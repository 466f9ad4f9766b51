//! In-memory ledger backend

use std::collections::HashMap;

use parking_lot::RwLock;

use super::{fold_run, summarize, ExecutionLedger, LedgerRecord, RunEvent};
use crate::error::StrandError;
use crate::run::{RunFilter, RunId, RunSummary, WorkflowRun};

/// Reference ledger: per-run append-only vectors behind a single lock.
///
/// Suitable for tests and single-process deployments; the trait boundary is
/// where a relational backend plugs in.
#[derive(Default)]
pub struct MemoryLedger {
    runs: RwLock<HashMap<RunId, Vec<LedgerRecord>>>,
}

impl MemoryLedger {
    pub fn new() -> Self {
        Self::default()
    }

    /// Raw event records for one run, in append order.
    pub fn records(&self, run_id: RunId) -> Vec<LedgerRecord> {
        self.runs
            .read()
            .get(&run_id)
            .cloned()
            .unwrap_or_default()
    }
}

impl ExecutionLedger for MemoryLedger {
    fn append(&self, run_id: RunId, event: RunEvent) -> Result<u64, StrandError> {
        let mut runs = self.runs.write();
        let records = runs.entry(run_id).or_default();
        let seq = records.len() as u64;
        records.push(LedgerRecord { seq, run_id, event });
        Ok(seq)
    }

    fn read_run(&self, run_id: RunId) -> Result<WorkflowRun, StrandError> {
        let runs = self.runs.read();
        let records = runs.get(&run_id).ok_or(StrandError::NotFound { run_id })?;
        let events: Vec<RunEvent> = records.iter().map(|r| r.event.clone()).collect();
        fold_run(run_id, &events).ok_or(StrandError::NotFound { run_id })
    }

    fn list_runs(&self, filter: &RunFilter) -> Result<Vec<RunSummary>, StrandError> {
        let runs = self.runs.read();
        let mut summaries: Vec<RunSummary> = runs
            .iter()
            .filter_map(|(&run_id, records)| {
                let events: Vec<RunEvent> = records.iter().map(|r| r.event.clone()).collect();
                summarize(run_id, &events)
            })
            .filter(|s| filter.matches(s))
            .collect();
        summaries.sort_by(|a, b| b.submitted_at.cmp(&a.submitted_at));
        Ok(summaries)
    }
}

#[cfg(test)]
mod tests {
    use super::*;
    use crate::run::RunStatus;
    use crate::step::{StepKind, StepSpec, WorkflowDefinition};
    use chrono::Utc;

    fn submit(ledger: &MemoryLedger, name: &str) -> RunId {
        let run_id = RunId::new();
        ledger
            .append(
                run_id,
                RunEvent::Submitted {
                    definition: WorkflowDefinition::new(name, vec![StepSpec::new(StepKind::Noop)]),
                    submitted_at: Utc::now(),
                },
            )
            .unwrap();
        run_id
    }

    #[test]
    fn append_returns_monotonic_seq() {
        let ledger = MemoryLedger::new();
        let run_id = submit(&ledger, "w");

        let s1 = ledger
            .append(run_id, RunEvent::status_changed(RunStatus::Running, None))
            .unwrap();
        let s2 = ledger
            .append(run_id, RunEvent::status_changed(RunStatus::Succeeded, None))
            .unwrap();
        assert_eq!(s1, 1);
        assert_eq!(s2, 2);
    }

    #[test]
    fn read_unknown_run_is_not_found() {
        let ledger = MemoryLedger::new();
        let err = ledger.read_run(RunId::new()).unwrap_err();
        assert!(matches!(err, StrandError::NotFound { .. }));
    }

    #[test]
    fn read_your_writes() {
        let ledger = MemoryLedger::new();
        let run_id = submit(&ledger, "w");
        ledger
            .append(run_id, RunEvent::status_changed(RunStatus::Running, None))
            .unwrap();

        let run = ledger.read_run(run_id).unwrap();
        assert_eq!(run.status, RunStatus::Running);
    }

    #[test]
    fn list_runs_filters_by_status() {
        let ledger = MemoryLedger::new();
        let a = submit(&ledger, "alpha");
        let b = submit(&ledger, "beta");
        ledger
            .append(a, RunEvent::status_changed(RunStatus::Succeeded, None))
            .unwrap();
        ledger
            .append(b, RunEvent::status_changed(RunStatus::Failed, Some("x".into())))
            .unwrap();

        let all = ledger.list_runs(&RunFilter::default()).unwrap();
        assert_eq!(all.len(), 2);

        let failed = ledger
            .list_runs(&RunFilter {
                status: Some(RunStatus::Failed),
                ..Default::default()
            })
            .unwrap();
        assert_eq!(failed.len(), 1);
        assert_eq!(failed[0].name, "beta");
    }

    #[test]
    fn appends_for_different_runs_are_independent() {
        let ledger = MemoryLedger::new();
        let a = submit(&ledger, "a");
        let b = submit(&ledger, "b");

        ledger
            .append(a, RunEvent::status_changed(RunStatus::Running, None))
            .unwrap();

        assert_eq!(ledger.records(a).len(), 2);
        assert_eq!(ledger.records(b).len(), 1);
    }
}
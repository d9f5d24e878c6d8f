//! URL liveness probe used by the cleanup engine.
//!
//! A listing message survives cleanup only while its URL is well-formed and
//! still resolves with a success status; everything else is fair game for
//! deletion.

use async_trait::async_trait;
use reqwest::{Client, Url};
use std::time::Duration;
use tracing::debug;

/// Checks whether a URL currently resolves.
#[async_trait]
pub trait UrlProbe: Send + Sync {
    /// True when an HTTP GET of `url` returns a success status.
    async fn is_live(&self, url: &str) -> bool;
}

/// True when `text` parses as an absolute URL with a host.
pub fn is_well_formed_url(text: &str) -> bool {
    Url::parse(text).map(|u| u.has_host()).unwrap_or(false)
}

/// Production probe on a shared reqwest client.
pub struct HttpUrlProbe {
    client: Client,
}

impl HttpUrlProbe {
    pub fn new() -> anyhow::Result<Self> {
        let client = Client::builder()
            .timeout(Duration::from_secs(30))
            .build()?;
        Ok(Self { client })
    }
}

#[async_trait]
impl UrlProbe for HttpUrlProbe {
    async fn is_live(&self, url: &str) -> bool {
        match self.client.get(url).send().await {
            Ok(response) => response.status().is_success(),
            Err(e) => {
                debug!(url = %url, error = %e, "liveness check failed");
                false
            }
        }
    }
}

=-=-=-=-=

Problem description: Would you copy, word for word, only the lines from the start of the listing to the one that contains "pub fn records(&self, run_id: RunId)", both included?

Exercise result:
repository 466f9ad4f9766b51
//! In-memory ledger backend

use std::collections::HashMap;

use parking_lot::RwLock;

use super::{fold_run, summarize, ExecutionLedger, LedgerRecord, RunEvent};
use crate::error::StrandError;
use crate::run::{RunFilter, RunId, RunSummary, WorkflowRun};

/// Reference ledger: per-run append-only vectors behind a single lock.
///
/// Suitable for tests and single-process deployments; the trait boundary is
/// where a relational backend plugs in.
#[derive(Default)]
pub struct MemoryLedger {
    runs: RwLock<HashMap<RunId, Vec<LedgerRecord>>>,
}

impl MemoryLedger {
    pub fn new() -> Self {
        Self::default()
    }

    /// Raw event records for one run, in append order.
    pub fn records(&self, run_id: RunId) -> Vec<LedgerRecord> {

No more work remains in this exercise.